Virtual Reality für Maus, Fliege und Fisch

Um Mäusen, Fliegen und Fischen möglichst authentisches Verhalten unter kontrollierten Bedingungen zu entlocken, verwenden Forscher eine künstliche Umgebung. Mit formbaren Displays und Computergrafik werden die Tiere in eine virtuelle Wirklichkeit versetzt.

Ähnlich wie im fiktionalen Holodeck in „Star Trek“ lässt sich die Umgebung mit dem von einem Forscherteam aus Österreich und Deutschland entwickelten „FreemoVR“-System gezielt herstellen. Im Kern handelt es sich dabei um eine Art Multifunktions-Arena, deren Wände und Boden aus Computerdisplays mit beliebig formbaren Projektionsflächen bestehen. Bespielt wird diese virtuelle Realität (VR) mit Grafiken auf Basis von Computerspiel-Technologie.
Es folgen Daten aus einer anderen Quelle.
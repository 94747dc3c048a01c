use axum::{
    body::Body,
    http::{header, Method, Request, StatusCode},
    Router,
};
use serde_json::{json, Value};
use tower::ServiceExt;
use uuid::Uuid;

use training_log::api::routes::create_routes;
use training_log::auth::JwtService;
use training_log::config::StorageBackend;
use training_log::models::*;

use crate::common::*;

const TEST_SECRET: &str = "integration_test_secret";

#[cfg(test)]
mod api_integration_tests {
    use super::*;

    struct TestApp {
        router: Router,
        harness: TestHarness,
        token: String,
    }

    impl TestApp {
        fn new() -> Self {
            let harness = TestHarness::new();
            let jwt_service = JwtService::new(TEST_SECRET);
            let token = jwt_service.create_access_token(harness.user_id).unwrap();
            let router = create_routes(harness.service.clone(), jwt_service, StorageBackend::Memory);
            Self { router, harness, token }
        }

        async fn send(&self, method: Method, uri: &str, body: Option<Value>) -> (StatusCode, Value) {
            self.send_as(&self.token, method, uri, body).await
        }

        async fn send_as(
            &self,
            token: &str,
            method: Method,
            uri: &str,
            body: Option<Value>,
        ) -> (StatusCode, Value) {
            let builder = Request::builder()
                .method(method)
                .uri(uri)
                .header(header::AUTHORIZATION, format!("Bearer {}", token));
            let request = match body {
                Some(body) => builder
                    .header(header::CONTENT_TYPE, "application/json")
                    .body(Body::from(body.to_string()))
                    .unwrap(),
                None => builder.body(Body::empty()).unwrap(),
            };

            let response = self.router.clone().oneshot(request).await.unwrap();
            let status = response.status();
            let bytes = axum::body::to_bytes(response.into_body(), usize::MAX).await.unwrap();
            let value = if bytes.is_empty() {
                Value::Null
            } else {
                serde_json::from_slice(&bytes).unwrap()
            };
            (status, value)
        }

        async fn start(&self, plan_id: Uuid) -> Value {
            let (status, body) = self
                .send(
                    Method::POST,
                    "/api/training-logs",
                    Some(json!({ "plan_id": plan_id, "weekday": 1 })),
                )
                .await;
            assert_eq!(status, StatusCode::CREATED);
            body
        }
    }

    #[tokio::test]
    async fn test_health_check_is_public() {
        let app = TestApp::new();
        let response = app
            .router
            .clone()
            .oneshot(Request::builder().uri("/health").body(Body::empty()).unwrap())
            .await
            .unwrap();

        assert_eq!(response.status(), StatusCode::OK);
        let bytes = axum::body::to_bytes(response.into_body(), usize::MAX).await.unwrap();
        let body: Value = serde_json::from_slice(&bytes).unwrap();
        assert_eq!(body["service"], "training-log");
        assert_eq!(body["storage"], "memory");
    }

    #[tokio::test]
    async fn test_missing_or_bad_token_is_unauthorized() {
        let app = TestApp::new();

        let request = Request::builder()
            .uri("/api/training-logs")
            .body(Body::empty())
            .unwrap();
        let response = app.router.clone().oneshot(request).await.unwrap();
        assert_eq!(response.status(), StatusCode::UNAUTHORIZED);

        let forged = JwtService::new("another_secret")
            .create_access_token(app.harness.user_id)
            .unwrap();
        let (status, _) = app
            .send_as(&forged, Method::GET, "/api/training-logs", None)
            .await;
        assert_eq!(status, StatusCode::UNAUTHORIZED);
    }

    #[tokio::test]
    async fn test_full_session_over_http() {
        let app = TestApp::new();
        let plan = app.harness.plan(vec![uniform_day(1, &[2])]).await;

        let log = app.start(plan.id).await;
        assert_eq!(log["status"], "in-progress");
        assert!(log.get("version").is_none());
        let log_id = log["id"].as_str().unwrap().to_string();
        let exercise_id = log["exercises"][0]["id"].as_str().unwrap().to_string();

        let (status, next) = app
            .send(Method::GET, &format!("/api/training-logs/{}/next", log_id), None)
            .await;
        assert_eq!(status, StatusCode::OK);
        assert_eq!(next["status"], "in-progress");
        assert_eq!(next["set_number"], 1);
        assert_eq!(next["total_sets"], 2);

        let complete_uri = |set: usize| {
            format!(
                "/api/training-logs/{}/exercises/{}/sets/{}/complete",
                log_id, exercise_id, set
            )
        };

        let (status, next) = app
            .send(
                Method::POST,
                &complete_uri(0),
                Some(json!({ "repetitions": 12, "difficulty": "easy" })),
            )
            .await;
        assert_eq!(status, StatusCode::OK);
        assert_eq!(next["set_index"], 1);
        assert_eq!(next["is_last_set_in_exercise"], true);

        let (status, error) = app
            .send(Method::POST, &complete_uri(0), Some(json!({})))
            .await;
        assert_eq!(status, StatusCode::CONFLICT);
        assert_eq!(error["error"], "already_completed");

        let (status, done) = app
            .send(Method::POST, &complete_uri(1), Some(json!({})))
            .await;
        assert_eq!(status, StatusCode::OK);
        assert_eq!(done["status"], "completed");
        assert_eq!(done["total_duration_minutes"], 0);

        let (status, finished) = app
            .send(
                Method::POST,
                &format!("/api/training-logs/{}/complete", log_id),
                Some(json!({ "total_duration": 1500, "rating": 5 })),
            )
            .await;
        assert_eq!(status, StatusCode::OK);
        assert_eq!(finished["status"], "completed");
        assert_eq!(finished["total_duration"], 1500);
        assert_eq!(finished["exercises"][0]["difficulty"], "easy");
        assert_eq!(finished["exercises"][0]["sets"][0]["repetitions"], 12);

        let (status, stats) = app.send(Method::GET, "/api/training-logs/stats", None).await;
        assert_eq!(status, StatusCode::OK);
        assert_eq!(stats["completed_sessions"], 1);
        assert_eq!(stats["last_plan_name"], "Strength block");

        let (status, analysis) = app
            .send(Method::GET, &format!("/api/training-logs/{}/analysis", log_id), None)
            .await;
        assert_eq!(status, StatusCode::OK);
        assert_eq!(analysis["training_log"]["id"], log_id.as_str());
        assert_eq!(analysis["previous"], json!([]));
    }

    #[tokio::test]
    async fn test_preview_and_last_session_queries() {
        let app = TestApp::new();
        let plan = app.harness.plan(vec![uniform_day(1, &[1, 1])]).await;

        let (status, preview) = app
            .send(
                Method::GET,
                &format!("/api/training-logs/preview?plan_id={}&weekday=1", plan.id),
                None,
            )
            .await;
        assert_eq!(status, StatusCode::OK);
        assert_eq!(preview["status"], "preview");
        assert_eq!(preview["exercises"].as_array().unwrap().len(), 2);

        let last_uri = format!("/api/training-logs/last?plan_id={}&weekday=1", plan.id);
        let (_, last) = app.send(Method::GET, &last_uri, None).await;
        assert_eq!(last, json!({ "result": "none" }));

        let log = app.start(plan.id).await;
        app.harness.clock.advance(chrono::Duration::minutes(45));

        let (status, last) = app.send(Method::GET, &last_uri, None).await;
        assert_eq!(status, StatusCode::OK);
        assert_eq!(last["result"], "expired");
        assert_eq!(last["training_log_id"], log["id"]);
    }

    #[tokio::test]
    async fn test_error_statuses() {
        let app = TestApp::new();
        let plan = app.harness.plan(vec![uniform_day(1, &[1])]).await;

        let (status, error) = app
            .send(
                Method::POST,
                "/api/training-logs",
                Some(json!({ "plan_id": plan.id, "weekday": 0 })),
            )
            .await;
        assert_eq!(status, StatusCode::BAD_REQUEST);
        assert_eq!(error["error"], "invalid_input");

        let (status, _) = app
            .send(
                Method::POST,
                "/api/training-logs",
                Some(json!({ "plan_id": Uuid::new_v4(), "weekday": 1 })),
            )
            .await;
        assert_eq!(status, StatusCode::NOT_FOUND);

        let log = app.start(plan.id).await;
        let log_id = log["id"].as_str().unwrap();

        let (status, error) = app
            .send(
                Method::PUT,
                &format!("/api/training-logs/{}/status", log_id),
                Some(json!({ "status": "preview" })),
            )
            .await;
        assert_eq!(status, StatusCode::BAD_REQUEST);
        assert_eq!(error["error"], "invalid_input");

        let (status, updated) = app
            .send(
                Method::PUT,
                &format!("/api/training-logs/{}/status", log_id),
                Some(json!({ "status": "canceled" })),
            )
            .await;
        assert_eq!(status, StatusCode::OK);
        assert_eq!(updated["status"], "canceled");

        let (status, error) = app
            .send(Method::GET, &format!("/api/training-logs/{}/next", log_id), None)
            .await;
        assert_eq!(status, StatusCode::CONFLICT);
        assert_eq!(error["error"], "invalid_state");

        // Another user's log is indistinguishable from a missing one
        let stranger = JwtService::new(TEST_SECRET)
            .create_access_token(Uuid::new_v4())
            .unwrap();
        let (status, error) = app
            .send_as(&stranger, Method::GET, &format!("/api/training-logs/{}", log_id), None)
            .await;
        assert_eq!(status, StatusCode::NOT_FOUND);
        assert_eq!(error["error"], "not_found");

        let (status, body) = app
            .send(Method::DELETE, &format!("/api/training-logs/{}", log_id), None)
            .await;
        assert_eq!(status, StatusCode::NO_CONTENT);
        assert_eq!(body, Value::Null);
        assert!(app.harness.logs.is_empty().await);
    }

    #[tokio::test]
    async fn test_malformed_identifiers_are_invalid_input() {
        let app = TestApp::new();
        let plan = app.harness.plan(vec![uniform_day(1, &[1])]).await;

        let (status, error) = app
            .send(Method::GET, "/api/training-logs/not-a-uuid", None)
            .await;
        assert_eq!(status, StatusCode::BAD_REQUEST);
        assert_eq!(error["error"], "invalid_input");

        let (status, error) = app
            .send(
                Method::POST,
                "/api/training-logs",
                Some(json!({ "plan_id": plan.id, "weekday": 300 })),
            )
            .await;
        assert_eq!(status, StatusCode::BAD_REQUEST);
        assert_eq!(error["error"], "invalid_input");

        let (status, error) = app
            .send(
                Method::GET,
                &format!("/api/training-logs/last?plan_id={}&weekday=9999", plan.id),
                None,
            )
            .await;
        assert_eq!(status, StatusCode::BAD_REQUEST);
        assert_eq!(error["error"], "invalid_input");

        let log = app.start(plan.id).await;
        let (status, error) = app
            .send(
                Method::POST,
                &format!(
                    "/api/training-logs/{}/exercises/{}/sets/first/complete",
                    log["id"].as_str().unwrap(),
                    log["exercises"][0]["id"].as_str().unwrap()
                ),
                Some(json!({})),
            )
            .await;
        assert_eq!(status, StatusCode::BAD_REQUEST);
        assert_eq!(error["error"], "invalid_input");

        let log_id = Uuid::parse_str(log["id"].as_str().unwrap()).unwrap();
        let stored = app.harness.stored(log_id).await;
        assert!(!stored.exercises[0].sets[0].completed);
    }

    #[tokio::test]
    async fn test_update_set_endpoint() {
        let app = TestApp::new();
        let plan = app
            .harness
            .plan(vec![day(1, vec![exercise("row", MeasurementType::Weight, 1)])])
            .await;
        let log = app.start(plan.id).await;

        let (status, updated) = app
            .send(
                Method::PATCH,
                &format!(
                    "/api/training-logs/{}/exercises/{}/sets/0",
                    log["id"].as_str().unwrap(),
                    log["exercises"][0]["id"].as_str().unwrap()
                ),
                Some(json!({ "weight": 32.5 })),
            )
            .await;

        assert_eq!(status, StatusCode::OK);
        assert_eq!(updated["exercises"][0]["sets"][0]["weight"], 32.5);
        assert_eq!(updated["exercises"][0]["sets"][0]["completed"], false);
    }
}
Virtual Reality für Fliegen

https://strawlab.org/freemovr

Virtual Reality für Fliegen

Die Studie

„Virtual reality for freely moving animals“, Nature Methods, 21.8.2017

Zu dem ausgeklügelten Aufbau greifen die Wissenschaftler, da Forschung an Versuchstieren, die sich frei bewegen können, reales Verhalten zwar am besten zeigt, die praktische Umsetzung aber schwierig ist. Wollte man bisher die Tiere unter vergleichbaren Bedingungen bestimmten Szenarien aussetzen, musste meistens ihr Bewegungsspielraum mit verschiedenen Methoden eingeschränkt werden. Das limitierte wiederum die Aussagekraft vieler Experimente, denn „unser Gehirn hat sich ja nicht unter Laborbedingungen entwickelt“, sagt die an der Arbeit beteiligte Kristin Tessmar-Raible von den Max F. Perutz Laboratories (MFLP).

Veränderbare Umgebung

Mit dem neuen System können die Forschungsgruppen um Andrew Straw von der Uni Freiburg (vorher Institut für Molekulare Pathologie (IMP) Wien) und Tessmar-Raible nun die meisten bisherigen Einschränkungen umgehen, in dem die Tiere eben frei die komplett computergenerierte 3D-Umgebung erkunden - und zwar gehend, schwimmend oder fliegend.

Das System erlaube es, „natürliche Umgebungen zu erzeugen, die immer noch recht standardisiert sind“, so Tessmar-Raible, die das System für Forschung an Zebrafischen einsetzt. Zusätzlich können die Bedingungen sehr schnell verändert werden, ohne dass die Tiere dabei in ein neues Umfeld gesetzt werden müssen. „Man kann sie so sozusagen auch etwas fragen: Nämlich, möchtest du lieber in dieser oder jener Umgebung schwimmen? Das geht ohne VR gar nicht.“

Verhaltensunterschiede entdeckt

Wie die Tiere auf VR reagieren, testen die Wissenschaftler seit einiger Zeit. Eine zentrale Frage ist etwa, ob der schnelle Umgebungswechsel die Fische verwirrt. „Sie sind aber sehr ruhig und schwimmen gemütlich. Sie scheinen keine Angst davor zu haben - so viel kann man schon sagen“, erläutert Tessmar-Raible. Die Wiener Gruppe fand mittels FreemoVR beispielsweise bisher unbemerkte Verhaltensunterschiede zwischen zwei Zebrafisch-Stämmen.

Video: Virtueller und echter Fisch

Bisher ging man davon aus, dass zwischen dem Wildtyp und einem mutierten Stamm kein Verhaltensunterschied besteht. Doch alleine schon das Erscheinungsbild der Tiere legte den Verdacht nahe, dass dem nicht so ist, sagt die Forscherin. In Tests, bei denen die Forscher die Fische mit verschieden großen Punkten in bestimmte Bahnen lenkten, zeigte sich tatsächlich, dass sie ein anderes Schwimmverhalten an den Tag legten, das vermutlich auf unterschiedliche Wahrnehmung zurückzuführen ist.

Tessmar-Raible: „Dieser Unterschied ist aber nicht so stark, als dass man es mit bisherigen Methoden hätte wahrnehmen können.“ Die Gruppe von IMP-Forscher Wulf Haubensack konnte mit dem System zeigen, dass Mäuse auch in einem rein virtuell erhöhten Labyrinth Höhenangst empfinden, was man sich in der Zukunft für pharmakologische Studien zunutze machen kann.